Records provided:
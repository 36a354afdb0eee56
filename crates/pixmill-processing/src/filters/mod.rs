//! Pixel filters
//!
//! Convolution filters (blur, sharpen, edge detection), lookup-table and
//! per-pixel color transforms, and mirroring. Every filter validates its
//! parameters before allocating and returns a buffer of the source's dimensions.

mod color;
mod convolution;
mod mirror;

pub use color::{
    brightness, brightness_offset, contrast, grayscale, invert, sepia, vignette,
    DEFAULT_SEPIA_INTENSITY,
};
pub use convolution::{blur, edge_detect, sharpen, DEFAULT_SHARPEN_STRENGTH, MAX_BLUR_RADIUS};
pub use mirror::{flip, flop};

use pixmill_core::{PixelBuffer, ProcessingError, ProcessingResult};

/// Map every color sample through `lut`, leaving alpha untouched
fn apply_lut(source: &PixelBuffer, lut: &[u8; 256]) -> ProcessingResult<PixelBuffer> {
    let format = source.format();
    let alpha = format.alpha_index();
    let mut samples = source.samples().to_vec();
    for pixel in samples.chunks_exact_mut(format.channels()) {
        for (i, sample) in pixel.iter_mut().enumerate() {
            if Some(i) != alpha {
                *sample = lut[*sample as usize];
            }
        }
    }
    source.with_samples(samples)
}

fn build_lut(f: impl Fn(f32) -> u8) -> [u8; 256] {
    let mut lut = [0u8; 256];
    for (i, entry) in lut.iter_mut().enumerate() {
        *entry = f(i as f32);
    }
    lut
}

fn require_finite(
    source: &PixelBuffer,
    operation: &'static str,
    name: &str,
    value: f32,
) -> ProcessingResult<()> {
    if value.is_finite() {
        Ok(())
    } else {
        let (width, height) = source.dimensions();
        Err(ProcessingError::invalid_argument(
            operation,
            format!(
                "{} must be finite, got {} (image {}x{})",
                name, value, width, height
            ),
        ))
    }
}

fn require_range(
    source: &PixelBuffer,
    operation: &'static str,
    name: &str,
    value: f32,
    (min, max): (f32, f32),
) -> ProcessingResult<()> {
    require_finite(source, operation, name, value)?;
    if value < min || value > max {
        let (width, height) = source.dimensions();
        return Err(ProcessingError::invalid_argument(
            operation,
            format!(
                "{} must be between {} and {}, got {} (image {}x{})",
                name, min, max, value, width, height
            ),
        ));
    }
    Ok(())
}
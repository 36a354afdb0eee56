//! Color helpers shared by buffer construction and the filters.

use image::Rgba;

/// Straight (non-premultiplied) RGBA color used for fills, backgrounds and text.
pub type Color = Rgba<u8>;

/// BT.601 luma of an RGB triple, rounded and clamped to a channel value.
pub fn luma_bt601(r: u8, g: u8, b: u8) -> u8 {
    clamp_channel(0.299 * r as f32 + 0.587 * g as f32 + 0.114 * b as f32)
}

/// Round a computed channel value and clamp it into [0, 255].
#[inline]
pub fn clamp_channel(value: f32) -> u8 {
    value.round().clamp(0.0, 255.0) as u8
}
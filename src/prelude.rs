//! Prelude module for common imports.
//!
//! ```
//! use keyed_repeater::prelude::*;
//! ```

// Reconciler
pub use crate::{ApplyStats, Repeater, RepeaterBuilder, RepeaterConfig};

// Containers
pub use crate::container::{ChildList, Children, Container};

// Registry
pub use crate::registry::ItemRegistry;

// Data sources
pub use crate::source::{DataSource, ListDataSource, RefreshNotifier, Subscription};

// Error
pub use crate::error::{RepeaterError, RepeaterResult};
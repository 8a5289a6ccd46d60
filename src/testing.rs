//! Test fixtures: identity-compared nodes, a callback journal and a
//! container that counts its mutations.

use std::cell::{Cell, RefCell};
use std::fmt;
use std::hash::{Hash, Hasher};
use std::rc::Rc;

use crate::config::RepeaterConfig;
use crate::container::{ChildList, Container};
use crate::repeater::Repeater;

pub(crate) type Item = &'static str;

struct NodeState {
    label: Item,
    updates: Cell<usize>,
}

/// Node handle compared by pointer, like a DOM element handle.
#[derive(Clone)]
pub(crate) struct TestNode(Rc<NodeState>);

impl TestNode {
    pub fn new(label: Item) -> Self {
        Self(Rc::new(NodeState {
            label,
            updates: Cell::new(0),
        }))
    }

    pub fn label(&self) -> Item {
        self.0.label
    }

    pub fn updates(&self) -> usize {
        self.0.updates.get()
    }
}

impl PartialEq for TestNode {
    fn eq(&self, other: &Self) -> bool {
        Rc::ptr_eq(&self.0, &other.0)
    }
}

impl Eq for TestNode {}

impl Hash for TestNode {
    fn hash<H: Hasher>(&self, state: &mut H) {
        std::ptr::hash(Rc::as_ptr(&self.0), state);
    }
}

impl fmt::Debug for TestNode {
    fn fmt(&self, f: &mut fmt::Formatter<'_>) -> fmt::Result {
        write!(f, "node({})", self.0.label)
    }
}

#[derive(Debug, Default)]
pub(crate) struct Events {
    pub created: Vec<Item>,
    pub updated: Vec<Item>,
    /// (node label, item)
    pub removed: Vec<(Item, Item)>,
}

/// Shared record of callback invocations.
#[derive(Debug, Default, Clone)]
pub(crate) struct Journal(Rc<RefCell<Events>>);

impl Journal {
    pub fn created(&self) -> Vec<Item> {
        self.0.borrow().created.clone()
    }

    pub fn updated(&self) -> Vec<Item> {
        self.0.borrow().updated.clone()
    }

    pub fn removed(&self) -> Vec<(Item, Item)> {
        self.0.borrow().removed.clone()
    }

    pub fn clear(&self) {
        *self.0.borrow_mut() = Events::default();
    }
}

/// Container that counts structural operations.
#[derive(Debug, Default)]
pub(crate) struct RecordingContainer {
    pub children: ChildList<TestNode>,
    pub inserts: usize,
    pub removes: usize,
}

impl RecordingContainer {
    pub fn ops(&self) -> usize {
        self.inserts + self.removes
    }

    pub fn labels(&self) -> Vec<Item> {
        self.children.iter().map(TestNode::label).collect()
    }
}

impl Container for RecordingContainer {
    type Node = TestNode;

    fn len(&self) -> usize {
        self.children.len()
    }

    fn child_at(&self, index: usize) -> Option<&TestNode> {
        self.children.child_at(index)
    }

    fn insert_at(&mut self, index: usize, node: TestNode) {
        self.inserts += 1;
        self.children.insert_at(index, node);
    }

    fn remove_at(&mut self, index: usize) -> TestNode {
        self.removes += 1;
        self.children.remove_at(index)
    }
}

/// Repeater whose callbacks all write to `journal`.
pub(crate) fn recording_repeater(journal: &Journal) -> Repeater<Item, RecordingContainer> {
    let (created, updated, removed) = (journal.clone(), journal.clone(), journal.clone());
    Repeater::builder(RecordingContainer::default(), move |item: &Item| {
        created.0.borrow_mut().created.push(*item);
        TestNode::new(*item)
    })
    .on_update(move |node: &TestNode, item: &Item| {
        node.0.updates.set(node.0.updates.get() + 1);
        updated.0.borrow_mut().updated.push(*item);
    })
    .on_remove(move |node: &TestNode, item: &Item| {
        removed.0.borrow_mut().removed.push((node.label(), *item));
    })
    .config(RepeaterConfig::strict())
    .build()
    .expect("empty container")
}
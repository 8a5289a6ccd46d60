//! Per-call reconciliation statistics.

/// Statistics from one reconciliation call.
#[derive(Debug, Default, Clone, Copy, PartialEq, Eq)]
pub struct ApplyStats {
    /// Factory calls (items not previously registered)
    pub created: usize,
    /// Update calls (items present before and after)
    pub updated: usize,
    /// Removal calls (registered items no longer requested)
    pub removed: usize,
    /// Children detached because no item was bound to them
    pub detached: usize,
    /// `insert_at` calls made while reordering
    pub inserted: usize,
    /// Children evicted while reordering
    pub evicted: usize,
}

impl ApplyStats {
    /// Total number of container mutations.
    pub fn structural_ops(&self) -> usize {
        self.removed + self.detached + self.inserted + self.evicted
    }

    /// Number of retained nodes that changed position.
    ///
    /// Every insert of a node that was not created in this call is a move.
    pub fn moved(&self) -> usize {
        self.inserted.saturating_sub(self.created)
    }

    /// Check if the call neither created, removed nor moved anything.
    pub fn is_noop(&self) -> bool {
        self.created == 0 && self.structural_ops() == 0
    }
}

Work required:
Going through the data, count each line where the word "counts" appears, and state only the total.

Reply:
2